COMUNICADO: Al Lic. Eduardo Pinacho Sánchez, Presidente del Tribunal Superior de Justicia del Estado de Oaxaca

El 26 de marzo del año en curso, fue privada de su libertad y desaparecida en Asunción Nochixtlán, la activista Claudia Uruchurtu Cruz.

Por estos hechos y con base en diversas pruebas y testimonios, el pasado 7 de mayo de 2021, la Fiscalía General del Estado de Oaxaca detuvo a la presidenta municipal, Lizbeth V. H., junto con otras dos personas como probables responsables.

Actualmente se encuentra en vías de resolverse la situación jurídica en la que deberán permanecer las personas detenidas, por lo que corresponderá al Poder Judicial del Estado de Oaxaca determinar, con base en la Ley y las evidencias presentadas, si son vinculadas a proceso.

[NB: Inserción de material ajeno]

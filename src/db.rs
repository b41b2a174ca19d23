use rusqlite::types::{Type, Value};
use rusqlite::{params_from_iter, Connection, OptionalExtension, Row};
use std::path::Path;

use crate::error::PortalError;
use crate::listview::ListRecord;
use crate::mock;
use crate::records::{
    Announcement, AnnouncementCategory, Attachment, Grade, GradeCategory, Resource,
    ResourceCategory, ResourceType,
};
use crate::store::RecordStore;

pub const DB_FILE: &str = "portal.sqlite3";

pub fn open_db(workspace: &Path) -> anyhow::Result<Connection> {
    std::fs::create_dir_all(workspace)?;
    let db_path = workspace.join(DB_FILE);
    let conn = Connection::open(db_path)?;
    ensure_schema(&conn)?;
    Ok(conn)
}

pub fn ensure_schema(conn: &Connection) -> anyhow::Result<()> {
    conn.execute(
        "CREATE TABLE IF NOT EXISTS workspace_meta(
            key TEXT PRIMARY KEY,
            value TEXT NOT NULL
        )",
        [],
    )?;

    conn.execute(
        "CREATE TABLE IF NOT EXISTS announcements(
            id TEXT PRIMARY KEY,
            title TEXT NOT NULL,
            content TEXT NOT NULL,
            author TEXT NOT NULL,
            category TEXT NOT NULL,
            date TEXT NOT NULL,
            pinned INTEGER NOT NULL DEFAULT 0
        )",
        [],
    )?;

    conn.execute(
        "CREATE TABLE IF NOT EXISTS resources(
            id TEXT PRIMARY KEY,
            title TEXT NOT NULL,
            description TEXT NOT NULL,
            category TEXT NOT NULL,
            kind TEXT NOT NULL,
            date TEXT NOT NULL,
            files_json TEXT NOT NULL DEFAULT '[]'
        )",
        [],
    )?;
    conn.execute(
        "CREATE INDEX IF NOT EXISTS idx_resources_category ON resources(category)",
        [],
    )?;

    conn.execute(
        "CREATE TABLE IF NOT EXISTS grades(
            id TEXT PRIMARY KEY,
            title TEXT NOT NULL,
            category TEXT NOT NULL,
            score REAL NOT NULL,
            max_score REAL NOT NULL,
            percentage REAL NOT NULL,
            date TEXT NOT NULL
        )",
        [],
    )?;

    Ok(())
}

/// Loads the mock seed into a workspace the first time it is opened. Returns
/// whether anything was written.
pub fn seed_once(conn: &Connection) -> anyhow::Result<bool> {
    let seeded: Option<String> = conn
        .query_row(
            "SELECT value FROM workspace_meta WHERE key = 'seeded_at'",
            [],
            |r| r.get(0),
        )
        .optional()?;
    if seeded.is_some() {
        return Ok(false);
    }

    let tx = conn.unchecked_transaction()?;
    for a in mock::announcements() {
        insert_row(&tx, &a)?;
    }
    for r in mock::resources() {
        insert_row(&tx, &r)?;
    }
    for g in mock::grades() {
        insert_row(&tx, &g)?;
    }
    tx.execute(
        "INSERT INTO workspace_meta(key, value) VALUES('seeded_at', ?)",
        [chrono::Utc::now().to_rfc3339()],
    )?;
    tx.commit()?;
    Ok(true)
}

/// Column mapping for a record table. `COLUMNS[0]` is the id column and
/// `to_values` yields values in `COLUMNS` order.
pub trait SqlRecord: ListRecord + Sized {
    const TABLE: &'static str;
    const COLUMNS: &'static [&'static str];

    fn from_row(row: &Row<'_>) -> rusqlite::Result<Self>;
    fn to_values(&self) -> Vec<Value>;
}

fn label_col<T>(row: &Row<'_>, idx: usize, parse: fn(&str) -> Option<T>) -> rusqlite::Result<T> {
    let raw: String = row.get(idx)?;
    parse(&raw).ok_or_else(|| {
        rusqlite::Error::FromSqlConversionFailure(
            idx,
            Type::Text,
            format!("unknown label '{raw}'").into(),
        )
    })
}

impl SqlRecord for Announcement {
    const TABLE: &'static str = "announcements";
    const COLUMNS: &'static [&'static str] =
        &["id", "title", "content", "author", "category", "date", "pinned"];

    fn from_row(row: &Row<'_>) -> rusqlite::Result<Self> {
        Ok(Self {
            id: row.get(0)?,
            title: row.get(1)?,
            content: row.get(2)?,
            author: row.get(3)?,
            category: label_col(row, 4, AnnouncementCategory::parse)?,
            date: row.get(5)?,
            pinned: row.get::<_, i64>(6)? != 0,
        })
    }

    fn to_values(&self) -> Vec<Value> {
        vec![
            Value::Text(self.id.clone()),
            Value::Text(self.title.clone()),
            Value::Text(self.content.clone()),
            Value::Text(self.author.clone()),
            Value::Text(self.category.as_str().to_string()),
            Value::Text(self.date.clone()),
            Value::Integer(self.pinned as i64),
        ]
    }
}

impl SqlRecord for Resource {
    const TABLE: &'static str = "resources";
    const COLUMNS: &'static [&'static str] = &[
        "id",
        "title",
        "description",
        "category",
        "kind",
        "date",
        "files_json",
    ];

    fn from_row(row: &Row<'_>) -> rusqlite::Result<Self> {
        let files_json: String = row.get(6)?;
        let files: Vec<Attachment> = serde_json::from_str(&files_json)
            .map_err(|e| rusqlite::Error::FromSqlConversionFailure(6, Type::Text, Box::new(e)))?;
        Ok(Self {
            id: row.get(0)?,
            title: row.get(1)?,
            description: row.get(2)?,
            category: label_col(row, 3, ResourceCategory::parse)?,
            kind: label_col(row, 4, ResourceType::parse)?,
            date: row.get(5)?,
            files,
        })
    }

    fn to_values(&self) -> Vec<Value> {
        let files_json = serde_json::to_string(&self.files).unwrap_or_else(|_| "[]".to_string());
        vec![
            Value::Text(self.id.clone()),
            Value::Text(self.title.clone()),
            Value::Text(self.description.clone()),
            Value::Text(self.category.as_str().to_string()),
            Value::Text(self.kind.as_str().to_string()),
            Value::Text(self.date.clone()),
            Value::Text(files_json),
        ]
    }
}

impl SqlRecord for Grade {
    const TABLE: &'static str = "grades";
    const COLUMNS: &'static [&'static str] = &[
        "id",
        "title",
        "category",
        "score",
        "max_score",
        "percentage",
        "date",
    ];

    fn from_row(row: &Row<'_>) -> rusqlite::Result<Self> {
        Ok(Self {
            id: row.get(0)?,
            title: row.get(1)?,
            category: label_col(row, 2, GradeCategory::parse)?,
            score: row.get(3)?,
            max_score: row.get(4)?,
            percentage: row.get(5)?,
            date: row.get(6)?,
        })
    }

    fn to_values(&self) -> Vec<Value> {
        vec![
            Value::Text(self.id.clone()),
            Value::Text(self.title.clone()),
            Value::Text(self.category.as_str().to_string()),
            Value::Real(self.score),
            Value::Real(self.max_score),
            Value::Real(self.percentage),
            Value::Text(self.date.clone()),
        ]
    }
}

fn insert_row<R: SqlRecord>(conn: &Connection, record: &R) -> rusqlite::Result<usize> {
    let placeholders = vec!["?"; R::COLUMNS.len()].join(", ");
    let sql = format!(
        "INSERT INTO {}({}) VALUES({})",
        R::TABLE,
        R::COLUMNS.join(", "),
        placeholders
    );
    conn.execute(&sql, params_from_iter(record.to_values()))
}

fn select_one<R: SqlRecord>(conn: &Connection, id: &str) -> rusqlite::Result<Option<R>> {
    let sql = format!(
        "SELECT {} FROM {} WHERE id = ?",
        R::COLUMNS.join(", "),
        R::TABLE
    );
    conn.query_row(&sql, [id], |row| R::from_row(row)).optional()
}

/// Record store over a workspace database. Rows are listed in insertion
/// order (rowid).
pub struct SqliteStore<'c> {
    conn: &'c Connection,
}

impl<'c> SqliteStore<'c> {
    pub fn new(conn: &'c Connection) -> Self {
        Self { conn }
    }
}

impl<R: SqlRecord> RecordStore<R> for SqliteStore<'_> {
    fn list(&self) -> Result<Vec<R>, PortalError> {
        let sql = format!(
            "SELECT {} FROM {} ORDER BY rowid",
            R::COLUMNS.join(", "),
            R::TABLE
        );
        let mut stmt = self.conn.prepare(&sql)?;
        let rows = stmt
            .query_map([], |row| R::from_row(row))?
            .collect::<Result<Vec<_>, _>>()?;
        Ok(rows)
    }

    fn create(&mut self, record: R) -> Result<R, PortalError> {
        match insert_row(self.conn, &record) {
            Ok(_) => Ok(record),
            Err(rusqlite::Error::SqliteFailure(e, _))
                if e.code == rusqlite::ErrorCode::ConstraintViolation =>
            {
                Err(PortalError::validation("id", "already exists"))
            }
            Err(e) => Err(e.into()),
        }
    }

    fn update(&mut self, id: &str, patch: R::Patch) -> Result<R, PortalError> {
        let Some(mut record) = select_one::<R>(self.conn, id)? else {
            return Err(PortalError::not_found(R::KIND, id));
        };
        record.apply_patch(patch)?;

        let assignments = R::COLUMNS[1..]
            .iter()
            .map(|c| format!("{c} = ?"))
            .collect::<Vec<_>>()
            .join(", ");
        let sql = format!("UPDATE {} SET {} WHERE id = ?", R::TABLE, assignments);
        let mut values = record.to_values();
        let id_value = values.remove(0);
        values.push(id_value);
        self.conn.execute(&sql, params_from_iter(values))?;
        Ok(record)
    }

    fn delete(&mut self, id: &str) -> Result<(), PortalError> {
        let sql = format!("DELETE FROM {} WHERE id = ?", R::TABLE);
        let changed = self.conn.execute(&sql, [id])?;
        if changed == 0 {
            return Err(PortalError::not_found(R::KIND, id));
        }
        Ok(())
    }
}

Nuestra exigencia es la localización y presentación con vida de Claudia como prioridad, sin dejar de lado el castigo y la sanción a quienes resulten responsables; por ello exigimos que al momento de emitirse el auto de vinculación a proceso se tomen en cuenta todas y cada uno de los datos de pruebas existentes, así como la observancia de los estándares internaciones de Derechos Humanos en materia de desaparición forzada.

El Comité contra la Desaparición Forzada de la ONU ha sostenido que en México existe un contexto de desapariciones generalizadas en gran parte del territorio del estado, muchas de las cuales podrían calificarse como desapariciones forzadas. Lo anterior convierte a la desaparición en un crimen de lesa humanidad que afecta no solo a la víctima sino a su núcleo familiar y a la sociedad.

Ayer mismo, el Presidente de México se refirió al “muy doloroso” caso de Claudia y declaró que un testigo protegido informó que la orden provino, presuntamente, de la presidenta municipal. “La instrucción es sea quien sea. No llegamos aquí para eternizar la corrupción y la impunidad". Frente a esta afirmación, la esperanza es que todas las autoridades en el ámbito de su competencia cumplan con su compromiso de garantizar el respeto a los Derechos Humanos.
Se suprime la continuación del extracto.